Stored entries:
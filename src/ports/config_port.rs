//! Configuration access port trait.

/// Read-only access to `[section] key` configuration values.
pub trait ConfigPort {
    fn get_string(&self, section: &str, key: &str) -> Option<String>;
    fn get_int(&self, section: &str, key: &str, default: i64) -> i64;
    fn get_double(&self, section: &str, key: &str, default: f64) -> f64;
    fn get_bool(&self, section: &str, key: &str, default: bool) -> bool;
}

*Try it*. Would you repeat the records above without any changes?

*Answer space*.
filename src/ports/config_port.rs
//! Configuration access port trait.

/// Read-only access to `[section] key` configuration values.
pub trait ConfigPort {
    fn get_string(&self, section: &str, key: &str) -> Option<String>;
    fn get_int(&self, section: &str, key: &str, default: i64) -> i64;
    fn get_double(&self, section: &str, key: &str, default: f64) -> f64;
    fn get_bool(&self, section: &str, key: &str, default: bool) -> bool;
}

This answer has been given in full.